The center also hosts a variety of in-person and online public programs on a range of topics related to Yiddish and modern Jewish culture including the annual Yidstock: The Festival of New Yiddish Music.

Pakn Treger (Yiddish for "book peddler"), the magazine of the Yiddish Book Center, is an English-language magazine that covers subjects related to Yiddish culture and literature as well as news from the center. Its annual translation issue, a digital publication, features newly translated works of Yiddish literature.

==Educational programs==
The center's online and in-person educational programs include the Steiner Summer Yiddish Program for college students, the Great Jewish Books Summer Program for high school students, a Great Jewish Books Teacher Workshop, a fellowship program, a translation fellowship, as well as online and on-site classes for adult learners, including the Bossie Dubowick YiddishSchool. The center also offers a field trip program for middle and high school students.

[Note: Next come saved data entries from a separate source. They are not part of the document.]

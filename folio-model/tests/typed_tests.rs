use folio_model::{ContentElement, ContentError};
use pretty_assertions::assert_eq;
use serde::{Deserialize, Serialize};
use serde_json::{json, Value};
use std::rc::Rc;

#[derive(Debug, Default, Clone, PartialEq, Serialize, Deserialize)]
#[serde(rename_all = "PascalCase")]
struct TitlePart {
    title: String,
}

#[derive(Debug, Default, Clone, PartialEq, Serialize, Deserialize)]
#[serde(rename_all = "PascalCase")]
struct Counter {
    hits: u32,
}

fn element(data: Value) -> ContentElement {
    ContentElement::from_value(data).unwrap()
}

// ── get / get_or_default ─────────────────────────────────────────

#[test]
fn get_deserializes_present_property() {
    let e = element(json!({"TitlePart": {"Title": "Hello"}}));
    let part: Option<TitlePart> = e.get("TitlePart").unwrap();
    assert_eq!(
        part,
        Some(TitlePart {
            title: "Hello".into()
        })
    );
}

#[test]
fn get_absent_property_is_none() {
    let e = ContentElement::new();
    let part: Option<TitlePart> = e.get("TitlePart").unwrap();
    assert!(part.is_none());
}

#[test]
fn get_with_wrong_shape_is_serialization_error() {
    let e = element(json!({"TitlePart": 3}));
    let err = e.get::<TitlePart>("TitlePart").unwrap_err();
    assert!(matches!(err, ContentError::Serialization(_)));
}

#[test]
fn get_or_default_falls_back() {
    let e = ContentElement::new();
    assert_eq!(e.get_or_default::<Counter>("Counter").unwrap(), Counter::default());
}

// ── apply / weld ─────────────────────────────────────────────────

#[test]
fn apply_replaces_property() {
    let e = element(json!({"TitlePart": {"Title": "Old", "Extra": 1}}));
    e.apply("TitlePart", &TitlePart { title: "New".into() }).unwrap();
    assert_eq!(e.data().unwrap()["TitlePart"], json!({"Title": "New"}));
}

#[test]
fn apply_scalar_over_cached_element_evicts_it() {
    let e = element(json!({"Body": {"Text": "hi"}}));
    e.get_element("Body").unwrap();
    e.apply("Body", "flat").unwrap();
    assert!(e.cached_element_names().is_empty());
    assert!(e.get_element("Body").unwrap_err().is_shape_mismatch());
}

#[test]
fn apply_object_keeps_cached_element_coherent() {
    let e = element(json!({"Body": {"Text": "hi"}}));
    let body = e.get_element("Body").unwrap();
    e.apply("Body", &json!({"Text": "replaced"})).unwrap();
    assert!(Rc::ptr_eq(&body, &e.get_element("Body").unwrap()));
    assert_eq!(body.content().get_str("Text").as_deref(), Some("replaced"));
}

#[test]
fn weld_only_inserts_when_absent() {
    let e = element(json!({"TitlePart": {"Title": "Existing"}}));
    assert!(!e.weld("TitlePart", &TitlePart { title: "Other".into() }).unwrap());
    assert!(e.weld("Counter", &Counter { hits: 1 }).unwrap());
    assert_eq!(e.data().unwrap()["TitlePart"]["Title"], json!("Existing"));
    assert_eq!(e.data().unwrap()["Counter"], json!({"Hits": 1}));
}

// ── merge ────────────────────────────────────────────────────────

#[test]
fn merge_combines_nested_mappings() {
    let e = element(json!({"Seo": {"Title": "a", "Meta": {"Robots": "index"}}}));
    e.merge("Seo", json!({"Meta": {"Canonical": "/a"}, "Title": "b"}))
        .unwrap();
    assert_eq!(
        e.data().unwrap()["Seo"],
        json!({"Title": "b", "Meta": {"Robots": "index", "Canonical": "/a"}})
    );
}

#[test]
fn merge_inserts_absent_property() {
    let e = ContentElement::new();
    e.merge("Seo", json!({"Title": "a"})).unwrap();
    assert_eq!(e.data().unwrap()["Seo"], json!({"Title": "a"}));
}

#[test]
fn merge_replaces_arrays_and_scalars() {
    let e = element(json!({"Tags": ["a", "b"]}));
    e.merge("Tags", json!(["c"])).unwrap();
    assert_eq!(e.data().unwrap()["Tags"], json!(["c"]));
}

// ── alter / remove ───────────────────────────────────────────────

#[test]
fn alter_reads_modifies_and_writes_back() {
    let e = ContentElement::new();
    e.alter::<Counter, _>("Counter", |c| c.hits += 1).unwrap();
    e.alter::<Counter, _>("Counter", |c| c.hits += 1).unwrap();
    assert_eq!(e.get::<Counter>("Counter").unwrap(), Some(Counter { hits: 2 }));
}

#[test]
fn remove_returns_value_and_evicts_cache() {
    let e = element(json!({"Body": {"Text": "hi"}, "title": "x"}));
    e.get_element("Body").unwrap();
    assert_eq!(e.remove("Body").unwrap(), Some(json!({"Text": "hi"})));
    assert!(e.cached_element_names().is_empty());
    assert_eq!(e.remove("Body").unwrap(), None);
    assert_eq!(e.property_names(), vec!["title"]);
}

#[test]
fn writes_to_detached_element_fail() {
    let e = element(json!({"Body": {"Text": "hi"}}));
    let body = e.get_element("Body").unwrap();
    e.remove("Body").unwrap();
    assert!(matches!(
        body.apply("Text", "lost").unwrap_err(),
        ContentError::Detached { .. }
    ));
    assert!(!e.has("Body"));
}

==Translation and other initiatives==
In 2013, the center launched a translation effort that includes a translation fellowship program; a publishing venture; Taytsh.org, a website and interactive resource for working Yiddish-to-English translators; and an annual digital Pakn Treger translation anthology. In 2019, the center established White Goat Press, the Yiddish Book Center's imprint. White Goat Press is committed to bringing newly translated work to the widest readership possible, publishing work in all genres. As of 2024, White Goat Press has releases over twenty titles including In eynem: The New Yiddish Textbook.